The Irish economy contracted by 4.6% in the first quarter, a much steeper decline than the flash estimate of -2.7%. The scale of the fall allied to a massive base effect (GDP had risen by 7.9% in the first quarter of 2022) pushed the annual growth rate into negative territory at -0.2%.
The headline figure in the Irish national accounts often masks a wide disparity in the performance of the indigenous and multinational sectors and this was the case in q1, although for a change it was the former that outperformed. Consumer spending rose by 1.7%, boosted by strong auto sales, with construction spending increasing by 8.7% while investment in machinery and equipment excluding aircraft leasing jumped by 16%. Government consumption did fall, by 3.5%, but overall final modified domestic demand grew by 2.7% and by an annual 5.5% which is more consistent than GDP with the very strong employment data seen this year.

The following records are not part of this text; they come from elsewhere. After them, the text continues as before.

//! Daily score composition.
//!
//! [`score_day`] is the single entry point from raw logs to scores: it
//! validates the inputs, derives the nutrition optimum from the adaptive
//! targets, scores each domain against the archive as it stood before the
//! day, and composes the system score and insight. It never writes to the
//! store.

pub mod composite;
pub mod domains;
pub mod nutrition;

pub use composite::{build_insight, system_score, Insight, ModuleScore, ModuleScores};
pub use domains::{
    effective_load, fatigue_penalty, learning_score, screen_score, sleep_breakdown, sleep_score,
    training_score, SleepBreakdown,
};
pub use nutrition::{macro_score, nutrition_breakdown, Macros, MealTotals, NutritionBreakdown};

use chrono::NaiveDate;
use serde::{Deserialize, Serialize};
use tracing::debug;

use crate::baseline::{calculate_baseline_before, Baseline};
use crate::logging::{event_names, Stage};
use crate::store::TimeSeriesStore;
use crate::targets::{adaptive_targets, AdaptiveTargets};
use vt_common::{DailyLogs, Metric, Result, UserProfile, Validate, WeightEntry};
use vt_config::Tunables;
use vt_math::{clamp_score, round_score};

/// Everything computed while scoring one day.
#[derive(Debug, Clone, PartialEq, Serialize, Deserialize)]
#[serde(rename_all = "camelCase")]
pub struct DayScore {
    pub date: NaiveDate,
    pub scores: ModuleScores,
    pub insight: Insight,
    pub learning_baseline: Baseline,
    pub effective_learning_load: f64,
    pub sleep: SleepBreakdown,
    pub nutrition: NutritionBreakdown,
    pub targets: AdaptiveTargets,
}

/// Score one day's logs.
///
/// The learning baseline is taken over the archived `learning` series
/// strictly before `date`, so recomputing a day that is already archived
/// yields the same result.
pub fn score_day(
    date: NaiveDate,
    logs: &DailyLogs,
    profile: &UserProfile,
    weight_history: &[WeightEntry],
    store: &TimeSeriesStore,
    tunables: &Tunables,
) -> Result<DayScore> {
    logs.validate()?;
    profile.validate()?;
    for entry in weight_history {
        entry.validate()?;
    }

    let targets = adaptive_targets(profile, weight_history, &tunables.targets);

    let learning_baseline = calculate_baseline_before(
        store,
        Metric::Learning,
        tunables.baseline.window_days,
        date,
        &tunables.baseline,
    );
    let learning = learning_score(&logs.learning, &learning_baseline, &tunables.learning);
    let screen = screen_score(&logs.screen, &tunables.screen);
    let nutrition = nutrition_breakdown(&logs.nutrition, &targets.macros(), &tunables.nutrition);
    let training = training_score(&logs.training, &tunables.training);
    let sleep = sleep_breakdown(&logs.sleep, &tunables.sleep);

    let mut scores = ModuleScores {
        learning: round_score(learning),
        screen: round_score(screen),
        nutrition: round_score(nutrition.score),
        training: round_score(training),
        sleep: round_score(sleep.score),
        system: 0,
    };
    scores.system = round_score(clamp_score(system_score(
        &scores.domains(),
        &tunables.system,
    )));
    let insight = build_insight(&scores, &tunables.system);

    debug!(
        event = event_names::SCORE_RECOMPUTED,
        stage = %Stage::Score,
        %date,
        system = scores.system,
        liability = %insight.liability.id,
        "scores recomputed"
    );

    Ok(DayScore {
        date,
        scores,
        insight,
        learning_baseline,
        effective_learning_load: effective_load(&logs.learning, &tunables.learning),
        sleep,
        nutrition,
        targets,
    })
}

/// Recompute the six integer scores for `date`.
///
/// Pure with respect to the store: reading only, never writing.
pub fn recompute_scores(
    date: NaiveDate,
    logs: &DailyLogs,
    profile: &UserProfile,
    weight_history: &[WeightEntry],
    store: &TimeSeriesStore,
    tunables: &Tunables,
) -> Result<ModuleScores> {
    score_day(date, logs, profile, weight_history, store, tunables).map(|day| day.scores)
}
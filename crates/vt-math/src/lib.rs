//! Vitals math utilities.

pub mod math;

pub use math::correlation::{pearson, MIN_PAIRED_POINTS};
pub use math::gaussian::Gaussian;
pub use math::moments::{mean, population_std_dev, Moments};
pub use math::regression::{ols, ols_indexed, LinearFit};
pub use math::stable::*;
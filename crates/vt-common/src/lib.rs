//! Vitals common types and errors.
//!
//! This crate provides foundational types shared across vt-core modules:
//! - Tracked metrics and daily score snapshots
//! - Raw daily logs and the user profile contract
//! - Boundary validation for caller input
//! - Common error types
//! - Output format specifications

pub mod error;
pub mod input;
pub mod logs;
pub mod metric;
pub mod output;
pub mod snapshot;

pub use error::{Error, ErrorCategory, Result, StructuredError};
pub use input::{parse_measurement, Validate};
pub use logs::{
    DailyLogs, Gender, LearningLog, Meal, NutritionLog, ScreenLog, SleepLog, TrainingLog,
    UserProfile, WeightEntry,
};
pub use metric::Metric;
pub use output::OutputFormat;
pub use snapshot::{parse_date, DailySnapshot};
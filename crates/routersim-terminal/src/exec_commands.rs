//! EXEC-mode commands: ping and configuration file management.

use routersim_core::parse_ipv4;
use routersim_types::error::Result;

use crate::interpreter::{Command, CommandOutput, Environment, arguments};
use crate::trie::CommandTrie;

/// Number of echo requests `ping` sends.
const PING_COUNT: usize = 5;

/// Register EXEC commands. Configuration management is privileged only.
pub fn register_exec_commands(trie: &mut CommandTrie, privileged: bool) {
    trie.register(&["ping"], "Send echo messages", Box::new(PingCmd));
    if !privileged {
        return;
    }
    trie.register(
        &["copy", "running-config", "startup-config"],
        "Copy the running configuration to the startup configuration",
        Box::new(SaveConfigCmd { keywords: 3 }),
    );
    trie.register(
        &["write", "memory"],
        "Write the running configuration to memory",
        Box::new(SaveConfigCmd { keywords: 2 }),
    );
    trie.register(
        &["erase", "startup-config"],
        "Erase the startup configuration",
        Box::new(EraseStartupCmd),
    );
}

// ---------------------------------------------------------------------------
// ping
// ---------------------------------------------------------------------------

struct PingCmd;
impl Command for PingCmd {
    fn execute(&self, tokens: &[&str], env: &mut Environment<'_>) -> Result<CommandOutput> {
        let args = arguments(tokens, 1, 1, 1)?;
        let target = parse_ipv4(args[0])?;
        let reachable = env.router.is_reachable(target);
        log::debug!("ping {target}: reachable={reachable}");

        let (marks, received) = if reachable {
            ("!".repeat(PING_COUNT), PING_COUNT)
        } else {
            (".".repeat(PING_COUNT), 0)
        };
        let mut lines = vec![
            "Type escape sequence to abort.".to_string(),
            format!("Sending {PING_COUNT}, 100-byte ICMP Echos to {target}, timeout is 2 seconds:"),
            marks,
        ];
        let percent = received * 100 / PING_COUNT;
        if received > 0 {
            lines.push(format!(
                "Success rate is {percent} percent ({received}/{PING_COUNT}), round-trip min/avg/max = 1/1/1 ms"
            ));
        } else {
            lines.push(format!(
                "Success rate is {percent} percent ({received}/{PING_COUNT})"
            ));
        }
        Ok(CommandOutput::Text(lines.join("\n")))
    }
}

// ---------------------------------------------------------------------------
// copy running-config startup-config / write memory
// ---------------------------------------------------------------------------

struct SaveConfigCmd {
    keywords: usize,
}
impl Command for SaveConfigCmd {
    fn execute(&self, tokens: &[&str], env: &mut Environment<'_>) -> Result<CommandOutput> {
        arguments(tokens, self.keywords, 0, 0)?;
        env.router.save_startup_config();
        Ok(CommandOutput::Text(
            "Building configuration...\n[OK]".to_string(),
        ))
    }
}

// ---------------------------------------------------------------------------
// erase startup-config
// ---------------------------------------------------------------------------

struct EraseStartupCmd;
impl Command for EraseStartupCmd {
    fn execute(&self, tokens: &[&str], env: &mut Environment<'_>) -> Result<CommandOutput> {
        arguments(tokens, 2, 0, 0)?;
        let text = if env.router.erase_startup_config() {
            "[OK]\nErase of nvram: complete"
        } else {
            "Startup configuration not present; nothing to erase"
        };
        Ok(CommandOutput::Text(text.to_string()))
    }
}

The fall in GDP was largely due to a 2.1% fall in exports with merchandise exports down 4.6%. This reflects a fall in contract manufacturing (offshore production for Irish based entities) and may relate to a certain mobile phone company’s issues in China.Imports also fell, by 2.2%, but in this case it was due to a decline in service imports, reflecting weaker spending on R&D and royalties. This is also captured as investment spending on Intangibles and this duly fell sharply as well , by 36%, which also explains why overall capital formation fell by 12.7%.
It is also worth noting that the fall in the quarter is much larger than the component parts would imply, due to a large change in the statistical adjustment figure and as such may be revised.